_STUDY MATERIAL_

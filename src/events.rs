//! Progress and interception events.
//!
//! A run publishes a fixed, closed set of [`Event`]s. Each generation stage
//! emits a `*Start` event carrying a progress message, one `*Gen` event per
//! asset carrying a mutable [`PendingAsset`], and a payload-less `*End` event.
//! The whole run is bracketed by [`Event::Start`] and [`Event::End`].
//!
//! ## Delivery
//!
//! [`EventBus::emit`] dispatches synchronously to the listeners registered
//! at call time. Wildcard listeners ([`Subscription::All`]) run first and
//! receive the event tag so they can dispatch on it; listeners subscribed to
//! the exact event run after them. Within each group, listeners run in
//! registration order. Nothing is buffered: a listener added later never
//! sees earlier events.
//!
//! ## Interception
//!
//! A `*Gen` listener may call [`PendingAsset::set_filename`] to force an
//! output name (skipping fingerprinting) or
//! [`PendingAsset::replace_content`] to substitute the bytes. The pipeline
//! reads both back after the emit returns.

use std::fmt;

/// A generation stage, in run order.
#[derive(Debug, Clone, Copy, PartialEq, Eq, Hash)]
pub enum Stage {
    DefaultIcons,
    Favicon,
    AppleTouchIcon,
    MsTile,
}

impl Stage {
    pub const ALL: [Stage; 4] = [
        Stage::DefaultIcons,
        Stage::Favicon,
        Stage::AppleTouchIcon,
        Stage::MsTile,
    ];

    pub fn start_event(self) -> Event {
        match self {
            Stage::DefaultIcons => Event::DefaultIconsStart,
            Stage::Favicon => Event::FaviconStart,
            Stage::AppleTouchIcon => Event::AppleTouchIconStart,
            Stage::MsTile => Event::MsTileStart,
        }
    }

    pub fn gen_event(self) -> Event {
        match self {
            Stage::DefaultIcons => Event::DefaultIconsGen,
            Stage::Favicon => Event::FaviconGen,
            Stage::AppleTouchIcon => Event::AppleTouchIconGen,
            Stage::MsTile => Event::MsTileGen,
        }
    }

    pub fn end_event(self) -> Event {
        match self {
            Stage::DefaultIcons => Event::DefaultIconsEnd,
            Stage::Favicon => Event::FaviconEnd,
            Stage::AppleTouchIcon => Event::AppleTouchIconEnd,
            Stage::MsTile => Event::MsTileEnd,
        }
    }
}

impl fmt::Display for Stage {
    fn fmt(&self, f: &mut fmt::Formatter<'_>) -> fmt::Result {
        f.write_str(match self {
            Stage::DefaultIcons => "icon",
            Stage::Favicon => "favicon",
            Stage::AppleTouchIcon => "Apple Touch Icon",
            Stage::MsTile => "Microsoft Tile Icon",
        })
    }
}

/// Every event a run can emit.
#[derive(Debug, Clone, Copy, PartialEq, Eq, Hash)]
pub enum Event {
    Start,
    DefaultIconsStart,
    DefaultIconsGen,
    DefaultIconsEnd,
    FaviconStart,
    FaviconGen,
    FaviconEnd,
    AppleTouchIconStart,
    AppleTouchIconGen,
    AppleTouchIconEnd,
    MsTileStart,
    MsTileGen,
    MsTileEnd,
    End,
}

impl Event {
    pub const ALL: [Event; 14] = [
        Event::Start,
        Event::DefaultIconsStart,
        Event::DefaultIconsGen,
        Event::DefaultIconsEnd,
        Event::FaviconStart,
        Event::FaviconGen,
        Event::FaviconEnd,
        Event::AppleTouchIconStart,
        Event::AppleTouchIconGen,
        Event::AppleTouchIconEnd,
        Event::MsTileStart,
        Event::MsTileGen,
        Event::MsTileEnd,
        Event::End,
    ];

    /// The wire name hosts use to refer to the event.
    pub fn as_str(self) -> &'static str {
        match self {
            Event::Start => "start",
            Event::DefaultIconsStart => "defaultIconsStart",
            Event::DefaultIconsGen => "defaultIconsGen",
            Event::DefaultIconsEnd => "defaultIconsEnd",
            Event::FaviconStart => "faviconStart",
            Event::FaviconGen => "faviconGen",
            Event::FaviconEnd => "faviconEnd",
            Event::AppleTouchIconStart => "appleTouchIconStart",
            Event::AppleTouchIconGen => "appleTouchIconGen",
            Event::AppleTouchIconEnd => "appleTouchIconEnd",
            Event::MsTileStart => "msTileStart",
            Event::MsTileGen => "msTileGen",
            Event::MsTileEnd => "msTileEnd",
            Event::End => "end",
        }
    }

    pub fn from_name(name: &str) -> Option<Self> {
        Self::ALL.into_iter().find(|e| e.as_str() == name)
    }

    /// The stage this event belongs to; `None` for `start` and `end`.
    pub fn stage(self) -> Option<Stage> {
        Stage::ALL.into_iter().find(|s| {
            s.start_event() == self || s.gen_event() == self || s.end_event() == self
        })
    }
}

impl fmt::Display for Event {
    fn fmt(&self, f: &mut fmt::Formatter<'_>) -> fmt::Result {
        f.write_str(self.as_str())
    }
}

/// An encoded asset awaiting its final name.
///
/// Created by a stage right after encoding, published once on the stage's
/// `*Gen` event, then consumed by the stage.
#[derive(Debug, Clone, PartialEq, Eq)]
pub struct PendingAsset {
    name: String,
    content: Vec<u8>,
    filename: Option<String>,
}

impl PendingAsset {
    pub fn new(name: impl Into<String>, content: Vec<u8>) -> Self {
        Self {
            name: name.into(),
            content,
            filename: None,
        }
    }

    /// The unfingerprinted name the stage would use, e.g. `favicon-32x32.png`.
    pub fn name(&self) -> &str {
        &self.name
    }

    pub fn content(&self) -> &[u8] {
        &self.content
    }

    /// Listener-forced output name, if any.
    pub fn filename(&self) -> Option<&str> {
        self.filename.as_deref()
    }

    /// Force the output name. The name is used verbatim.
    pub fn set_filename(&mut self, filename: impl Into<String>) {
        self.filename = Some(filename.into());
    }

    pub fn replace_content(&mut self, content: Vec<u8>) {
        self.content = content;
    }

    pub fn into_parts(self) -> (Vec<u8>, Option<String>) {
        (self.content, self.filename)
    }
}

/// Data carried by an event.
#[derive(Debug)]
pub enum Payload<'a> {
    /// `start`, `end` and every `*End` event.
    None,
    /// `*Start` events: a human-readable progress message.
    Message(&'a str),
    /// `*Gen` events: the asset being generated.
    Asset(&'a mut PendingAsset),
}

impl Payload<'_> {
    pub fn message(&self) -> Option<&str> {
        match self {
            Payload::Message(msg) => Some(*msg),
            _ => None,
        }
    }

    pub fn asset(&mut self) -> Option<&mut PendingAsset> {
        match self {
            Payload::Asset(asset) => Some(&mut **asset),
            _ => None,
        }
    }
}

/// Which events a listener receives.
#[derive(Debug, Clone, Copy, PartialEq, Eq)]
pub enum Subscription {
    All,
    Only(Event),
}

impl From<Event> for Subscription {
    fn from(event: Event) -> Self {
        Subscription::Only(event)
    }
}

type Listener = Box<dyn FnMut(Event, &mut Payload<'_>) + Send>;

/// Synchronous publish/subscribe over [`Event`].
#[derive(Default)]
pub struct EventBus {
    listeners: Vec<(Subscription, Listener)>,
}

impl EventBus {
    pub fn new() -> Self {
        Self::default()
    }

    /// Register a listener. Returns `self` for chaining.
    pub fn on<F>(&mut self, subscription: impl Into<Subscription>, listener: F) -> &mut Self
    where
        F: FnMut(Event, &mut Payload<'_>) + Send + 'static,
    {
        self.listeners
            .push((subscription.into(), Box::new(listener)));
        self
    }

    /// Register a listener for one stage's `*Gen` events.
    pub fn on_asset<F>(&mut self, stage: Stage, mut listener: F) -> &mut Self
    where
        F: FnMut(&mut PendingAsset) + Send + 'static,
    {
        self.on(stage.gen_event(), move |_, payload| {
            if let Some(asset) = payload.asset() {
                listener(asset);
            }
        })
    }

    /// Deliver `event` to wildcard listeners, then to its own listeners.
    ///
    /// Returns whether any listener ran.
    pub fn emit(&mut self, event: Event, mut payload: Payload<'_>) -> bool {
        let mut delivered = false;
        for (subscription, listener) in &mut self.listeners {
            if *subscription == Subscription::All {
                listener(event, &mut payload);
                delivered = true;
            }
        }
        for (subscription, listener) in &mut self.listeners {
            if *subscription == Subscription::Only(event) {
                listener(event, &mut payload);
                delivered = true;
            }
        }
        delivered
    }
}

impl fmt::Debug for EventBus {
    fn fmt(&self, f: &mut fmt::Formatter<'_>) -> fmt::Result {
        f.debug_struct("EventBus")
            .field("listeners", &self.listeners.len())
            .finish()
    }
}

_YOUR ASSIGNMENT_
Copy exactly the opening line of the material, the line bearing "listeners subscribed to", and every line between them. Include nothing else.

_WORKED SOLUTION_
filename src/events.rs
//! Progress and interception events.
//!
//! A run publishes a fixed, closed set of [`Event`]s. Each generation stage
//! emits a `*Start` event carrying a progress message, one `*Gen` event per
//! asset carrying a mutable [`PendingAsset`], and a payload-less `*End` event.
//! The whole run is bracketed by [`Event::Start`] and [`Event::End`].
//!
//! ## Delivery
//!
//! [`EventBus::emit`] dispatches synchronously to the listeners registered
//! at call time. Wildcard listeners ([`Subscription::All`]) run first and
//! receive the event tag so they can dispatch on it; listeners subscribed to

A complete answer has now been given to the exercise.